Certes la France n’a pas attendu la Première Guerre mondiale pour être une terre d’immigration, les conséquences démographiques de guerres de Napoléon Ier et dans une moindre mesure de Napoléon III y étant pour quelque chose. Toutefois si des nationalités déjà fort nombreuses, comme les Belges, ont largement cru du fait des évènements mais en plus pour la première fois de son histoire cette immigration s’est mondialisé avec en particulier l’arrivée de Vietnamiens (voir "Des Vietnamiens dans la Grande Guerre" de Mireille Le Van Ho) et de Chinois (se reporter à "Les travailleurs chinois en France dans la Première Guerre mondiale").
Laurent Dornel est un historien spécialiste des questions d’émigration, il offre cinq chapitres ; le premier est consacrés aux statuts divers de civils et soldats étrangers prisonniers, un Belge n’est par perçu de la même façon qu’un Alsacien-Lorrain du petit morceau d’Alsace libérée ou de quelques villages lorrains du Reichsland provisoirement occupés à l’été 1914 par les soldats français (voir "Prisonniers des libérateurs : les otages alsaciens-lorrains en France pendant la Grande Guerre), un Tchèque ou Polonais de nationalité autrichienne n’a pas le même régime qu’un Allemand de nationalité autrichienne, une femme née française et mariée à un étranger ayant une origine allemande a la nationalité allemande mais n’a pas les contraintes d’une femme née en Allemagne et ayant épousé un Allemand…

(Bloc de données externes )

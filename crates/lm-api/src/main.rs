//! # lm-api: Binary Entry Point
//!
//! Starts the Axum HTTP server for the license manager.
//! Binds to the configured port (default 8080).

use lm_api::state::{AppConfig, AppState};
use lm_notify::TracingMailer;
use metrics_exporter_prometheus::PrometheusBuilder;

#[tokio::main]
async fn main() -> Result<(), Box<dyn std::error::Error>> {
    // Initialize structured tracing.
    tracing_subscriber::fmt()
        .with_env_filter(
            tracing_subscriber::EnvFilter::try_from_default_env()
                .unwrap_or_else(|_| tracing_subscriber::EnvFilter::new("info")),
        )
        .init();

    let config = AppConfig::from_env().map_err(|e| {
        tracing::error!("Configuration error: {e}");
        e
    })?;
    let port = config.port;
    if config.auth_token.is_none() {
        tracing::warn!("AUTH_TOKEN not set; authentication is disabled");
    }

    let state = AppState::bootstrap(config).map_err(|e| {
        tracing::error!("Bootstrap failed: {e}");
        e
    })?;

    let handle = PrometheusBuilder::new().install_recorder()?;
    let state = state.with_metrics(handle).with_mailer(TracingMailer);

    let app = lm_api::app(state);

    let addr = std::net::SocketAddr::from(([0, 0, 0, 0], port));
    tracing::info!("License manager API listening on {}", addr);

    let listener = tokio::net::TcpListener::bind(addr).await?;
    axum::serve(listener, app).await?;

    Ok(())
}
//! # Content Catalog
//!
//! Plans grant access to the content of one enterprise catalog. The catalog
//! itself lives in another service; [`ContentCatalog`] is the seam.
//! [`StaticContentCatalog`] is an in-memory implementation loaded from seed
//! data. The API crate provides the HTTP client for the enterprise catalog
//! service.

use std::collections::{BTreeMap, BTreeSet};

use serde::{Deserialize, Serialize};
use thiserror::Error;

use lm_core::EnterpriseCatalogId;

#[derive(Error, Debug, Clone, PartialEq, Eq)]
pub enum CatalogError {
    /// A containment query must name at least one content id.
    #[error("no content ids given")]
    EmptyQuery,

    /// The catalog service could not be reached or failed.
    #[error("catalog service unavailable: {0}")]
    Unavailable(String),

    /// The catalog service answered with something other than a result.
    #[error("unexpected catalog service response: {0}")]
    BadResponse(String),
}

/// Answers whether an enterprise catalog includes content.
///
/// Implementations may block on I/O; async callers go through
/// `spawn_blocking`.
pub trait ContentCatalog: Send + Sync {
    /// True when every id in `content_ids` belongs to `catalog`.
    fn contains_content_items(
        &self,
        catalog: &EnterpriseCatalogId,
        content_ids: &[String],
    ) -> Result<bool, CatalogError>;
}

/// Catalog contents held in memory.
#[derive(Debug, Clone, Default, PartialEq, Eq, Serialize, Deserialize)]
#[serde(transparent)]
pub struct StaticContentCatalog {
    catalogs: BTreeMap<EnterpriseCatalogId, BTreeSet<String>>,
}

impl StaticContentCatalog {
    pub fn new() -> Self {
        Self::default()
    }

    /// Add content ids to a catalog, creating it if needed.
    pub fn insert<I, S>(&mut self, catalog: EnterpriseCatalogId, content_ids: I)
    where
        I: IntoIterator<Item = S>,
        S: Into<String>,
    {
        self.catalogs
            .entry(catalog)
            .or_default()
            .extend(content_ids.into_iter().map(Into::into));
    }
}

impl ContentCatalog for StaticContentCatalog {
    fn contains_content_items(
        &self,
        catalog: &EnterpriseCatalogId,
        content_ids: &[String],
    ) -> Result<bool, CatalogError> {
        if content_ids.is_empty() {
            return Err(CatalogError::EmptyQuery);
        }
        Ok(self
            .catalogs
            .get(catalog)
            .is_some_and(|items| content_ids.iter().all(|id| items.contains(id))))
    }
}

#[cfg(test)]
mod tests {
    use super::*;

    fn ids(items: &[&str]) -> Vec<String> {
        items.iter().map(|s| s.to_string()).collect()
    }

    #[test]
    fn all_ids_must_be_present() {
        let catalog_id = EnterpriseCatalogId::new();
        let mut catalog = StaticContentCatalog::new();
        catalog.insert(catalog_id, ["course-v1:edX+DemoX", "course-v1:edX+Intro"]);

        assert!(catalog
            .contains_content_items(&catalog_id, &ids(&["course-v1:edX+DemoX"]))
            .unwrap());
        assert!(!catalog
            .contains_content_items(&catalog_id, &ids(&["course-v1:edX+DemoX", "other"]))
            .unwrap());
    }

    #[test]
    fn unknown_catalog_contains_nothing() {
        let catalog = StaticContentCatalog::new();
        assert!(!catalog
            .contains_content_items(&EnterpriseCatalogId::new(), &ids(&["x"]))
            .unwrap());
    }

    #[test]
    fn empty_query_is_an_error() {
        let catalog = StaticContentCatalog::new();
        assert_eq!(
            catalog.contains_content_items(&EnterpriseCatalogId::new(), &[]),
            Err(CatalogError::EmptyQuery)
        );
    }
}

On a ensuite une étude sur les soldats étrangers combattants présents sur le sol de l’hexagone, qu’ils viennent des colonies françaises, servent dans la Légion étrangère ou qu’ils soient originaires de pays alliés ou ennemis. Il est bon de rappeler même en une seule phrase que 90 000 Portugais servent en France, pour en savoir un peu plus on se dirigera à "Première Guerre mondiale (Centenaire 1914-2014) : les soldats portugais dans les tranchées et la main d'œuvre portugaise à la demande de l'État français".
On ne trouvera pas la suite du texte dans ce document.